### Task goal
Go line by line through the entries below and copy those containing the string "ReplicaChange".

==== Data section

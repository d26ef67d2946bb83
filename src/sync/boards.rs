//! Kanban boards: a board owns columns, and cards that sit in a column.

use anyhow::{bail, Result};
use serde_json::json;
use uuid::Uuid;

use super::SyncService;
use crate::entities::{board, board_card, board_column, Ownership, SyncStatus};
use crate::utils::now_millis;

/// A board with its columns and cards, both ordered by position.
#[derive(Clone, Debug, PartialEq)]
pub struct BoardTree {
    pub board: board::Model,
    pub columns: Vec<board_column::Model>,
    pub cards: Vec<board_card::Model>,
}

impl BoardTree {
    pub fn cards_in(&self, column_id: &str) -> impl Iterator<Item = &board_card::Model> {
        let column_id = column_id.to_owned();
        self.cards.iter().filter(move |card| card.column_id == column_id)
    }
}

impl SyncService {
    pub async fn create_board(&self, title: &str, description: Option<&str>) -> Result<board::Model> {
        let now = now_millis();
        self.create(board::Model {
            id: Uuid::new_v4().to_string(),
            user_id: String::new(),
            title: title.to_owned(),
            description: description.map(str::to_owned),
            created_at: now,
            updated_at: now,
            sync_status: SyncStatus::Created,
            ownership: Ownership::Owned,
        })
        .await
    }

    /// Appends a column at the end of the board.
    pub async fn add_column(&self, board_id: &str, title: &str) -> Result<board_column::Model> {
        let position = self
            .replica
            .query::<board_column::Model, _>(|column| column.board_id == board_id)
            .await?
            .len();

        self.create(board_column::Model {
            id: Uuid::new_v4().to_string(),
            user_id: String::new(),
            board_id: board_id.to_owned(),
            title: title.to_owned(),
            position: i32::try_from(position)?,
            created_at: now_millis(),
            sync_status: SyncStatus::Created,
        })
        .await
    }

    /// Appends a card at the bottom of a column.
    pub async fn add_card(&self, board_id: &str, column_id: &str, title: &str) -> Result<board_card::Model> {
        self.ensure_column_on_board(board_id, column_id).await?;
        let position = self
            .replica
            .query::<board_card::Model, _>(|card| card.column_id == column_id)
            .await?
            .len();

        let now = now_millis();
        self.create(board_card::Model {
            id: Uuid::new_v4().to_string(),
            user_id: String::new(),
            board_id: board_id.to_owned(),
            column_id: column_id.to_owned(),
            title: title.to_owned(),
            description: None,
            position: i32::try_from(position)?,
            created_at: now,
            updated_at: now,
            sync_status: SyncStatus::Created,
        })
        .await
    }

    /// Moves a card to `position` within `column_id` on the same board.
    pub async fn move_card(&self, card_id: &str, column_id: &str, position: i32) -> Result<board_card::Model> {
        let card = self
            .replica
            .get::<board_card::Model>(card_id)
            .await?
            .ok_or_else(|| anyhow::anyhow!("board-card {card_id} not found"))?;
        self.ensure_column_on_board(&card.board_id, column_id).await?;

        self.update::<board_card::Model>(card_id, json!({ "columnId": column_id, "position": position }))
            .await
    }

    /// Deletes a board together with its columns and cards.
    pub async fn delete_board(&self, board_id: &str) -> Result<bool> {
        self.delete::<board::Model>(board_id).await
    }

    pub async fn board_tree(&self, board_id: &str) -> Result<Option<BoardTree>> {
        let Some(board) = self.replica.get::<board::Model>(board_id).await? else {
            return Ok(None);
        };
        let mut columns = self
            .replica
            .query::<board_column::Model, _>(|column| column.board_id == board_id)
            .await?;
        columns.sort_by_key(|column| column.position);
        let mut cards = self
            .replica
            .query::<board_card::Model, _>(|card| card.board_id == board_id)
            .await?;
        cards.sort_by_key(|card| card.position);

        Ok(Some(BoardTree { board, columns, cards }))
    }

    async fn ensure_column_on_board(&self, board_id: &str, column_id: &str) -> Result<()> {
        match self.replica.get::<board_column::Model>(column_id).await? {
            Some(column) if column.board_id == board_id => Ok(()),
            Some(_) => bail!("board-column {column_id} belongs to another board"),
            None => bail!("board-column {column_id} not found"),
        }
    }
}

========
==== Data section

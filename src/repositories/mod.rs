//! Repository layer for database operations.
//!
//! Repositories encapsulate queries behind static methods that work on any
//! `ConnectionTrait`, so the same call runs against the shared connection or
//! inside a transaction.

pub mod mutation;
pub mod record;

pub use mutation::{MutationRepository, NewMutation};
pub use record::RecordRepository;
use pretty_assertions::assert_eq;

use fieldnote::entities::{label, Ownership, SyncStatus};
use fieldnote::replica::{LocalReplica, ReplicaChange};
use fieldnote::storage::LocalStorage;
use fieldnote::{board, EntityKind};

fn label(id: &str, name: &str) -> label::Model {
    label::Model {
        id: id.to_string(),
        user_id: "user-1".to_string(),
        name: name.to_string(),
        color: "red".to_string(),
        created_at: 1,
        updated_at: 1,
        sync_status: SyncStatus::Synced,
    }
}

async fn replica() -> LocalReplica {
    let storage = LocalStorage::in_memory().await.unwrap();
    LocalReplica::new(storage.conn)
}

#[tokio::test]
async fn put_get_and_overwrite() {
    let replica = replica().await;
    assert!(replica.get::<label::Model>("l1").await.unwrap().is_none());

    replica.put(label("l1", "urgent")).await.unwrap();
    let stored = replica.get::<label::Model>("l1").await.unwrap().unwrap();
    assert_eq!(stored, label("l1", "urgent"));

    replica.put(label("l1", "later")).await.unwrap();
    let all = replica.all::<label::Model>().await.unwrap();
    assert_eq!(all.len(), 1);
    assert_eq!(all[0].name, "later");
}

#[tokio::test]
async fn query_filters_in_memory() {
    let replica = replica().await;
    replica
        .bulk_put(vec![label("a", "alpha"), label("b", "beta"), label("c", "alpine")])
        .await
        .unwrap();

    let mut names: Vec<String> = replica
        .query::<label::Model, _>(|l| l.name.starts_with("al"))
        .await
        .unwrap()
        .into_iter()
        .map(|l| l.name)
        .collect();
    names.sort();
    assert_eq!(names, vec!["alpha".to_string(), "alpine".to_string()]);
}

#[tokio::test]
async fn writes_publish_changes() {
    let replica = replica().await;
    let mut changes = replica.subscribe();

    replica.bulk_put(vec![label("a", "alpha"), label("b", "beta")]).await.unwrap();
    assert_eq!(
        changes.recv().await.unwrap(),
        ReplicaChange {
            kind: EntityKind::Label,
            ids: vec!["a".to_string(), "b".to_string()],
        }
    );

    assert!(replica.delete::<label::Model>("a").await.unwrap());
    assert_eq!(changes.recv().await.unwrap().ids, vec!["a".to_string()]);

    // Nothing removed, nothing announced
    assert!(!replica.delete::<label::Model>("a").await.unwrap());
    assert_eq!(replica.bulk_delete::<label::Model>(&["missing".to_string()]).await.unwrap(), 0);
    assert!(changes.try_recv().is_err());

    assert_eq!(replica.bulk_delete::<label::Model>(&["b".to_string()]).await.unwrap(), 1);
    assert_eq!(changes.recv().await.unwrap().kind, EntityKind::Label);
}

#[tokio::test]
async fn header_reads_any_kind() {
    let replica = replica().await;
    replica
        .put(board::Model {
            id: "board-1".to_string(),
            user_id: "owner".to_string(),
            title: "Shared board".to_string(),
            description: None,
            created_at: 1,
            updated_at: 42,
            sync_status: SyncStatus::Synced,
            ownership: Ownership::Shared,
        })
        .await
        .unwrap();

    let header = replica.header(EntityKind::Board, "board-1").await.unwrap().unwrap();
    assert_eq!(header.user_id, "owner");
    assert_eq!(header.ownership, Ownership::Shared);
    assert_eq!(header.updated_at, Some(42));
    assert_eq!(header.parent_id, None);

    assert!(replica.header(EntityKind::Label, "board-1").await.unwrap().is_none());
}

========
==== Data section

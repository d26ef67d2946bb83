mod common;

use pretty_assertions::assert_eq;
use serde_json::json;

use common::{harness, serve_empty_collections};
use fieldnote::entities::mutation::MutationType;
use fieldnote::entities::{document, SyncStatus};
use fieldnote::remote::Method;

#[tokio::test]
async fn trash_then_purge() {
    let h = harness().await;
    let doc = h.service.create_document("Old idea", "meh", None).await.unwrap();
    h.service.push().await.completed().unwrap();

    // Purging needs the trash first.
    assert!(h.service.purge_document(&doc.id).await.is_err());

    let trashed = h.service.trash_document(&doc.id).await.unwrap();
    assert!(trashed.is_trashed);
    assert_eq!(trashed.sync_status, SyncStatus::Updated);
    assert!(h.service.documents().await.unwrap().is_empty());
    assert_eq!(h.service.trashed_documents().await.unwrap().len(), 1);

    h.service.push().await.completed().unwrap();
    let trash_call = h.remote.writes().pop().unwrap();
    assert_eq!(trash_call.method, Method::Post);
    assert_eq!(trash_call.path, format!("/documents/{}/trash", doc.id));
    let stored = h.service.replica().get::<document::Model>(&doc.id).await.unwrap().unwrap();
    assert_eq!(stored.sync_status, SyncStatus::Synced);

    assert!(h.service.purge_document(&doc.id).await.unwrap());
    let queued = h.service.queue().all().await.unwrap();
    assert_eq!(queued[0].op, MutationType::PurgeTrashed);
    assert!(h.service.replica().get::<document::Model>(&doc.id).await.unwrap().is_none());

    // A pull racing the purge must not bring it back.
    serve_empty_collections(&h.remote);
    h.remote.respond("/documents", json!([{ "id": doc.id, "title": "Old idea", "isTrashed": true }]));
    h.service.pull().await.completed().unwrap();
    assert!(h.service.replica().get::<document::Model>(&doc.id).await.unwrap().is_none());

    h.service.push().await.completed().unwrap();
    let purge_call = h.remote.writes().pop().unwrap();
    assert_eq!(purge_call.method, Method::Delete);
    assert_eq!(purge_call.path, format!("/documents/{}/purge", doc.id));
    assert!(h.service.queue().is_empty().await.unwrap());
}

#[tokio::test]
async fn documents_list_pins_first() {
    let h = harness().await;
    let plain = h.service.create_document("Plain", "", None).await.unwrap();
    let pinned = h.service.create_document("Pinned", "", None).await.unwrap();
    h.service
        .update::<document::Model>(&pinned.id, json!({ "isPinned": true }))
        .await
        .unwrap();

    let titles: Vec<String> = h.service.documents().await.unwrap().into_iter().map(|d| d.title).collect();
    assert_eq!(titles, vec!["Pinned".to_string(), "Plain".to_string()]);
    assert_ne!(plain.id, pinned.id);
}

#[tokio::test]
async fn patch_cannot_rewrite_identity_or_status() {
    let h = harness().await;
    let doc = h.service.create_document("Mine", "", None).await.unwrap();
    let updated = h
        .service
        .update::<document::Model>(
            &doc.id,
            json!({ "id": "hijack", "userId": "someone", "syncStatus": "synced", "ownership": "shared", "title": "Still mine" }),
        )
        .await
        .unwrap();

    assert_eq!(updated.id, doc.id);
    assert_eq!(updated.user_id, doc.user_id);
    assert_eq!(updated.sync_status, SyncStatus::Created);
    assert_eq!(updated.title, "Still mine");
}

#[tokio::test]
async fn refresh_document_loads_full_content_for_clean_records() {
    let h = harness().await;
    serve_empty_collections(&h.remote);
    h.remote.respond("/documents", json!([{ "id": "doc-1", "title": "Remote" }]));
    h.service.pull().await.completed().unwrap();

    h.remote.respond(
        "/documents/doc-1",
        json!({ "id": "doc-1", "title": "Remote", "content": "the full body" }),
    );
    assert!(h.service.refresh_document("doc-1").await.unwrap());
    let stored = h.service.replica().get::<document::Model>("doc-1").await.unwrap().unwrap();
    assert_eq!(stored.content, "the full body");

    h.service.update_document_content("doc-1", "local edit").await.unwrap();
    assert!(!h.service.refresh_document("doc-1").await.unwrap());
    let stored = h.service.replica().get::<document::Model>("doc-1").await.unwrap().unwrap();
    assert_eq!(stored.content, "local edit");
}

========

### Output below
use fieldnote::replica::{LocalReplica, ReplicaChange};
        ReplicaChange {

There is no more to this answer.